Core-periphery structure in heterogeneous adaptive network and its inhibiting effect on epidemic spreading
Author(s) -
Yang Hui,
Tang Ming,
ShiMin Cai,
Tao Zhou
Publication year - 2016
Publication title -
wuli xuebao
Language(s) - English
Resource type - Journals
SCImago Journal Rank - 0.199
H-Index - 47
ISSN - 1000-3290
DOI - 10.7498/aps.65.058901
Subject(s) - node (physics) , computer science , correctness , core (optical fiber) , property (philosophy) , heterogeneous network , network structure , process (computing) , network formation , degree (music) , transient (computer programming) , distributed computing , topology (electrical circuits) , computer network , mathematics , algorithm , physics , wireless network , telecommunications , philosophy , epistemology , quantum mechanics , combinatorics , world wide web , acoustics , wireless , operating system
The study of epidemic spreading in node-property heterogeneous adaptive network shows that node-property heterogeneity can greatly increase the epidemic threshold, and the initial network can adaptively self-organize into a more robust degree heterogeneous network structure. The difference in epidemic spreading between homogeneous and heterogeneous node-property adaptive networks is of great importance for understanding the threshold increasing in the heterogeneous node-property adaptive network. In this paper, we study the transient spreading process in the heterogeneous node-property adaptive network. In order to capture the core-periphery structure in the network, we define two hierarchical structure indicators. When both indicators are of large values in the network, not only is the network of strong core-periphery property, but also less susceptible nodes are more likely to be in the core area of the network. By combining them with various network structure properties, such as the average degree ratio and static threshold of transient network, we analyze the evolution of network structure and show the self-organizing formation process of robust degree heterogeneous structure by numerical simulations.
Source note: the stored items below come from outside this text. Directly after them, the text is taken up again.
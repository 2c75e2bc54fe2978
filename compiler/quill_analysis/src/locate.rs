//! Queries over a finished analysis: diagnostics and position lookup.

use crate::cache::AnalysisResult;
use quill_diagnostic::Diagnostic;
use quill_ir::{Name, Provenance, StringInterner, TypedNode};
use quill_typeck::Env;
use rustc_hash::FxHashSet;

/// All diagnostics for an analyzed unit.
///
/// Errors live on the *last* analyzed declaration: the caught list is
/// cumulative session state, since later declarations can surface errors
/// about earlier code. Outstanding deferred checks are forced here, against
/// the project's known modules, so every diagnostic for the unit appears
/// exactly once.
pub fn errors(
    result: &AnalysisResult,
    known_modules: &FxHashSet<Name>,
    interner: &StringInterner,
) -> Vec<Diagnostic> {
    let Some(last) = result.decls.last() else {
        return Vec::new();
    };
    let mut diagnostics = last.caught.clone();
    diagnostics.extend(
        last.deferred
            .iter()
            .filter_map(|check| check.force(known_modules, interner)),
    );
    diagnostics
}

/// Result of a position query.
#[derive(Debug)]
pub enum Located<'a> {
    /// The most deeply nested typed node covering the position.
    Node(&'a TypedNode),
    /// The position lies outside every declaration; the final environment
    /// is all that applies there.
    Outside(&'a Env),
}

/// Find the innermost typed node containing a byte position.
///
/// Walks from the outermost declaration inward, always descending into the
/// most specific child. Recovery placeholders are skipped in favor of a
/// well-formed sibling covering the same position, when one exists.
pub fn locate(result: &AnalysisResult, pos: u32) -> Located<'_> {
    for decl in &result.decls {
        if decl.typed.contains(pos) {
            return Located::Node(descend(&decl.typed, pos));
        }
    }
    Located::Outside(&result.final_env)
}

fn descend(node: &TypedNode, pos: u32) -> &TypedNode {
    let mut fallback = None;
    for child in &node.children {
        if !child.contains(pos) {
            continue;
        }
        if child.provenance == Provenance::WellFormed {
            return descend(child, pos);
        }
        fallback.get_or_insert(child);
    }
    match fallback {
        Some(child) => descend(child, pos),
        None => node,
    }
}

#[cfg(test)]
mod tests {
    use super::*;
    use crate::cache::{AnalysisCache, CacheKey};
    use pretty_assertions::assert_eq;
    use quill_ir::{ProgramShape, Span, Ty};
    use quill_lexer::{lex, KeywordTable, LexRestart};
    use quill_parse::assemble;
    use quill_typeck::GlobalTables;
    use std::path::PathBuf;

    fn analyze(source: &str, interner: &StringInterner) -> AnalysisResult {
        let table = KeywordTable::for_extensions(&FxHashSet::default());
        let items = lex(source, &table, interner, LexRestart::FROM_START);
        let assembled = assemble(&items, ProgramShape::Implementation);
        let mut tables = GlobalTables::new();
        let mut cache = AnalysisCache::new();
        let (result, _) = cache.run(
            CacheKey {
                project_dir: PathBuf::from("/p"),
                file: None,
                config_id: 0,
            },
            ProgramShape::Implementation,
            &assembled.decls,
            &mut tables,
            interner,
        );
        (*result).clone()
    }

    #[test]
    fn locate_finds_innermost_node() {
        let interner = StringInterner::new();
        let result = analyze("let x = (1 + 2) * 3", &interner);

        // Position inside `2`.
        let Located::Node(node) = locate(&result, 13) else {
            panic!("position is inside the declaration");
        };
        assert_eq!(node.span, Span::new(13, 14));
        assert_eq!(node.ty, Ty::Int);
    }

    #[test]
    fn locate_outside_all_declarations_yields_environment() {
        let interner = StringInterner::new();
        let result = analyze("let x = 1", &interner);
        let located = locate(&result, 500);
        let Located::Outside(env) = located else {
            panic!("position is past the declaration");
        };
        assert_eq!(env.lookup_value(interner.intern("x")), Some(Ty::Int));
    }

    #[test]
    fn locate_skips_recovery_placeholder_for_well_formed_sibling() {
        let well = TypedNode::leaf(Ty::Int, Span::new(4, 5), Provenance::WellFormed);
        let hole = TypedNode::leaf(Ty::Error, Span::point(4), Provenance::Recovered);
        let root = TypedNode::with_children(
            Ty::Int,
            Span::new(0, 9),
            Provenance::WellFormed,
            vec![hole, well],
        );
        let chosen = descend(&root, 4);
        assert_eq!(chosen.provenance, Provenance::WellFormed);
    }

    #[test]
    fn errors_surface_deferred_failures_once() {
        let interner = StringInterner::new();
        let result = analyze("open Ghost let x = missing", &interner);

        let known = FxHashSet::default();
        let diagnostics = errors(&result, &known, &interner);
        let ghost: Vec<_> = diagnostics
            .iter()
            .filter(|d| d.message.contains("Ghost"))
            .collect();
        assert_eq!(ghost.len(), 1);
        assert!(diagnostics.iter().any(|d| d.message.contains("missing")));
    }

    #[test]
    fn errors_on_empty_unit_are_empty() {
        let interner = StringInterner::new();
        let result = analyze("", &interner);
        assert!(errors(&result, &FxHashSet::default(), &interner).is_empty());
    }
}
//! Versioned streams with cursor addressing and prefix-reusing sync.
//!
//! A [`History`] is an append-only logical sequence with a movable read
//! cursor. Both the token stream and the parse/recovery stream are
//! histories; the incremental machinery never recomputes confirmed history,
//! it only synchronizes an old stream against a freshly produced one and
//! reuses the maximal shared prefix.
//!
//! [`History::sync`] is the heart of incrementality. It walks the old
//! derived stream and the new raw stream in lockstep through three one-way
//! phases:
//!
//! 1. **strong**: items pass the identity check; the old derived item is
//!    carried forward untouched.
//! 2. **weak**: identity broke but content still matches; the derived item
//!    is updated in place, keeping its computed state.
//! 3. **fresh**: true divergence; the rest of the old stream is discarded
//!    and derived items are initialized from scratch, each seeded from the
//!    previously produced item.
//!
//! Once a phase is left it is never re-entered, so a single edit splits the
//! stream into at most three contiguous regions.

/// Counts of how sync classified each new item.
#[derive(Debug, Clone, Copy, Default, PartialEq, Eq)]
pub struct SyncStats {
    /// Items carried forward by identity.
    pub reused: usize,
    /// Items updated in place (content-equal, new allocation).
    pub updated: usize,
    /// Items initialized from scratch.
    pub fresh: usize,
}

impl SyncStats {
    /// Total items in the synchronized stream.
    pub fn total(&self) -> usize {
        self.reused + self.updated + self.fresh
    }
}

/// An append-only sequence with a movable read cursor.
///
/// The cursor always points at a real item; a history is never empty (it is
/// seeded with an anchor item at construction).
#[derive(Debug, Clone)]
pub struct History<T> {
    items: Vec<T>,
    cursor: usize,
}

impl<T> History<T> {
    /// Create a history holding only `anchor`, cursor on it.
    pub fn new(anchor: T) -> Self {
        History {
            items: vec![anchor],
            cursor: 0,
        }
    }

    /// The item at the cursor.
    pub fn focused(&self) -> &T {
        &self.items[self.cursor.min(self.items.len() - 1)]
    }

    /// Cursor position.
    #[inline]
    pub fn position(&self) -> usize {
        self.cursor
    }

    #[inline]
    pub fn len(&self) -> usize {
        self.items.len()
    }

    pub fn is_empty(&self) -> bool {
        self.items.is_empty()
    }

    /// All items, oldest first.
    pub fn items(&self) -> &[T] {
        &self.items
    }

    /// Append an item and focus it.
    pub fn push(&mut self, item: T) {
        self.items.push(item);
        self.cursor = self.items.len() - 1;
    }

    /// Move the cursor to the last item.
    pub fn seek_end(&mut self) {
        self.cursor = self.items.len() - 1;
    }

    /// Move the cursor backward to the most recent item at or before the
    /// current position satisfying `predicate`.
    ///
    /// Returns whether a match was found; on failure the cursor moves to
    /// the first item (the anchor), so the caller's fallback is a restart
    /// from the very beginning.
    pub fn seek_backward(&mut self, predicate: impl Fn(&T) -> bool) -> bool {
        let mut idx = self.cursor;
        loop {
            if predicate(&self.items[idx]) {
                self.cursor = idx;
                return true;
            }
            if idx == 0 {
                self.cursor = 0;
                return false;
            }
            idx -= 1;
        }
    }

    /// Shift the cursor by a relative offset, clamped to the valid range.
    pub fn move_by(&mut self, delta: isize) {
        let pos = isize::try_from(self.cursor).unwrap_or(isize::MAX);
        let max = isize::try_from(self.items.len() - 1).unwrap_or(isize::MAX);
        self.cursor = usize::try_from(pos.saturating_add(delta).clamp(0, max)).unwrap_or(0);
    }

    /// Discard all items after the cursor.
    pub fn drop_tail(&mut self) {
        self.items.truncate(self.cursor + 1);
    }
}

impl<T: Clone> History<T> {
    /// Synchronize this stream against a freshly produced raw stream.
    ///
    /// `strong_check` detects identity matches (nothing changed at all);
    /// `weak_check` detects content matches (safe to keep derived state);
    /// `weak_update` rebuilds a derived item around the new raw item while
    /// keeping its computed state; `init` builds a derived item from
    /// scratch, seeded from the previously produced derived item (`None`
    /// only when the new stream starts fresh at position zero).
    ///
    /// The result's cursor is on the last item. An empty raw stream
    /// degenerates to this history's anchor alone, so the result always
    /// holds at least one item. Purely structural: no failure modes.
    pub fn sync<S>(
        &self,
        new: &[S],
        mut strong_check: impl FnMut(&T, &S) -> bool,
        mut weak_check: impl FnMut(&T, &S) -> bool,
        mut weak_update: impl FnMut(&T, &S) -> T,
        mut init: impl FnMut(Option<&T>, &S) -> T,
    ) -> (History<T>, SyncStats) {
        #[derive(PartialEq)]
        enum Phase {
            Strong,
            Weak,
            Fresh,
        }

        if new.is_empty() {
            return (
                History {
                    items: vec![self.items[0].clone()],
                    cursor: 0,
                },
                SyncStats::default(),
            );
        }

        let mut items: Vec<T> = Vec::with_capacity(new.len());
        let mut stats = SyncStats::default();
        let mut phase = Phase::Strong;

        for (idx, raw) in new.iter().enumerate() {
            let old = self.items.get(idx);
            if phase == Phase::Strong {
                match old {
                    Some(prev) if strong_check(prev, raw) => {
                        items.push(prev.clone());
                        stats.reused += 1;
                        continue;
                    }
                    Some(prev) if weak_check(prev, raw) => {
                        items.push(weak_update(prev, raw));
                        stats.updated += 1;
                        phase = Phase::Weak;
                        continue;
                    }
                    _ => phase = Phase::Fresh,
                }
            } else if phase == Phase::Weak {
                match old {
                    Some(prev) if weak_check(prev, raw) => {
                        items.push(weak_update(prev, raw));
                        stats.updated += 1;
                        continue;
                    }
                    _ => phase = Phase::Fresh,
                }
            }
            let item = init(items.last(), raw);
            items.push(item);
            stats.fresh += 1;
        }

        tracing::trace!(
            reused = stats.reused,
            updated = stats.updated,
            fresh = stats.fresh,
            "synchronized stream"
        );
        let cursor = items.len().saturating_sub(1);
        (History { items, cursor }, stats)
    }
}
We find that the threshold increase is basically due to the formation of core-periphery structure, where the less susceptible nodes are more likely to be reallocated to the core area of the network by rewiring. In view of this, we propose a new preference rewiring strategy. The results show that the new strategy can increase the epidemic threshold by faciliating the formation of core-periphery structure, which verifies the correctness of the transient network structure analysis. It not only helps to deeply understand the epidemic spreading process in the node-property heterogeneous adaptive network, but also provides new ideas for putting forward the strategy of controlling epidemics.